Terrorism, Fromkin wrote, achieves its goal "not through its acts but through the response to its acts". It is not his move that matters, but your countermove. Well though this principle is now understood in theory, it is undoubtedly difficult to apply in practice. The strength of the enemy, as Israeli Irgun veterans explained it to Fromkin, is turned against him. "Britain," they decided, "was big enough to defeat itself." So they provoked a huge military and political effort in Palestine which they knew Britain was strong enough to mount but not strong enough to sustain.
In a very different context but one not without some parallels, America, with some little help from its friends, is now making such an effort. The US is a power with far more resources than a weakened Britain possessed in the aftermath of the second world war. Still, it remains true that the question needing to be asked after each twist and turn in this story is the same. Is this what "they" wanted us to do? If the answer is yes, it may be that "they" are winning.
The trouble is that what they want you to do is often what you unavoidably have to do, for reasons of public opinion, for reasons of pride and because states do what they can do rather than what they ideally ought to do. The terrorist does not need to be elevated to the level of genius or even to that of Fromkin's magician for this to be true. He can blunder and miscalculate, and his organisation often turns out to be, when the facts are picked over later, much less clever and all encompassing than appeared at the time. Yet you do not have to be a genius to burn down the farmer's haystack, in the shape of the store of wealth and order which the world has been able to build up.

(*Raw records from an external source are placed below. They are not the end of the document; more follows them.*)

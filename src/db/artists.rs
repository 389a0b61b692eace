//! Artist persistence.

use crate::error::Result;
use crate::models::Artist;
use sqlx::{Row, SqlitePool};

fn from_row(row: &sqlx::sqlite::SqliteRow) -> Artist {
    Artist {
        id: row.get("id"),
        name: row.get("name"),
        slug: row.get("slug"),
        views: row.get("views"),
        added_date: row.get("added_date"),
    }
}

/// Insert an artist, or refresh `views` if the slug already exists.
/// `name`, `id` and `added_date` are never touched on conflict.
pub async fn upsert(pool: &SqlitePool, name: &str, slug: &str, views: i64) -> Result<Artist> {
    let row = sqlx::query(
        r#"
        INSERT INTO artists (name, slug, views)
        VALUES (?, ?, ?)
        ON CONFLICT(slug) DO UPDATE SET views = excluded.views
        RETURNING id, name, slug, views, added_date
        "#,
    )
    .bind(name)
    .bind(slug)
    .bind(views)
    .fetch_one(pool)
    .await?;

    Ok(from_row(&row))
}

pub async fn update_views(pool: &SqlitePool, id: i64, views: i64) -> Result<()> {
    sqlx::query("UPDATE artists SET views = ? WHERE id = ?")
        .bind(views)
        .bind(id)
        .execute(pool)
        .await?;
    Ok(())
}

pub async fn all(pool: &SqlitePool) -> Result<Vec<Artist>> {
    let rows = sqlx::query(
        "SELECT id, name, slug, views, added_date FROM artists ORDER BY name",
    )
    .fetch_all(pool)
    .await?;

    Ok(rows.iter().map(from_row).collect())
}

pub async fn by_slug(pool: &SqlitePool, slug: &str) -> Result<Option<Artist>> {
    let row = sqlx::query(
        "SELECT id, name, slug, views, added_date FROM artists WHERE slug = ?",
    )
    .bind(slug)
    .fetch_optional(pool)
    .await?;

    Ok(row.as_ref().map(from_row))
}

pub async fn by_id(pool: &SqlitePool, id: i64) -> Result<Option<Artist>> {
    let row = sqlx::query(
        "SELECT id, name, slug, views, added_date FROM artists WHERE id = ?",
    )
    .bind(id)
    .fetch_optional(pool)
    .await?;

    Ok(row.as_ref().map(from_row))
}

#[cfg(test)]
mod tests {
    use super::*;
    use crate::db::test_pool;

    #[tokio::test]
    async fn upsert_inserts_then_updates_views_only() {
        let pool = test_pool().await;

        let first = upsert(&pool, "Aline Barros", "aline-barros", 100)
            .await
            .unwrap();
        assert!(first.id > 0);
        assert_eq!(first.views, 100);

        // Conflicting upsert with a different name must keep the original
        // name, id and added_date and only move the views counter.
        let second = upsert(&pool, "RENAMED", "aline-barros", 250).await.unwrap();
        assert_eq!(second.id, first.id);
        assert_eq!(second.name, "Aline Barros");
        assert_eq!(second.views, 250);
        assert_eq!(second.added_date, first.added_date);
    }

    #[tokio::test]
    async fn lookup_by_slug_and_id() {
        let pool = test_pool().await;
        let stored = upsert(&pool, "Fernandinho", "fernandinho", 7).await.unwrap();

        let by_slug = by_slug(&pool, "fernandinho").await.unwrap().unwrap();
        assert_eq!(by_slug.id, stored.id);

        let by_id = by_id(&pool, stored.id).await.unwrap().unwrap();
        assert_eq!(by_id.slug, "fernandinho");

        assert!(super::by_slug(&pool, "missing").await.unwrap().is_none());
    }

    #[tokio::test]
    async fn update_views_touches_one_row() {
        let pool = test_pool().await;
        let a = upsert(&pool, "A", "a", 1).await.unwrap();
        let b = upsert(&pool, "B", "b", 2).await.unwrap();

        update_views(&pool, a.id, 99).await.unwrap();

        assert_eq!(by_id(&pool, a.id).await.unwrap().unwrap().views, 99);
        assert_eq!(by_id(&pool, b.id).await.unwrap().unwrap().views, 2);
    }
}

It is not the vulnerability of individuals to particular acts of terror which matters most but the vulnerability, as it were, of everything. In the same anthology of essays from Foreign Affairs is a piece by Arnold Toynbee written in January 1939. He writes: "The prospect of having one's wife and children as well as oneself massacred under one's own roof was one which the European householder had not had to look in the face since the last of the raids of the Vikings and the Magyars." So much for the physical destruction.
Worse was that "the things we mean by England, France, Europe, would be destroyed beyond possibility of restoration... not only the landscape and the buildings, and the inhabitants... but the invisible things of the spirit which are the essence of a community and a civilisation." The damage that terrorists can do today is less than the aerial bombing of the second world war and far, far less than what nuclear war with the Soviet Union would have inflicted. Still, one can easily imagine blows that would have a crippling effect, and that is one of Bin Laden's successes.
He has brought an ominous lack of predictability, not new in human affairs, but one to which the present generation in the west was unused. Toynbee's generation knew it well - he spoke of running "once again, into a fog in which we cannot yet see beyond our noses". The fear which Bin Laden has conjured is not now a fear of what he can do - he is already history, whether or not he is still alive - but of his legacy in Gaza and Quetta, Brixton and Marseille. If a foolish young man who probably had no connection with al-Qaida and not much with lesser organisations can walk on a plane with bombs in his shoes then Bin Laden has already achieved one of his aims. He is being emulated, and it is his emulators we should worry about, not him.
The American Encounter, edited by James F Hoge and Fareed Zakaria (HarperCollins).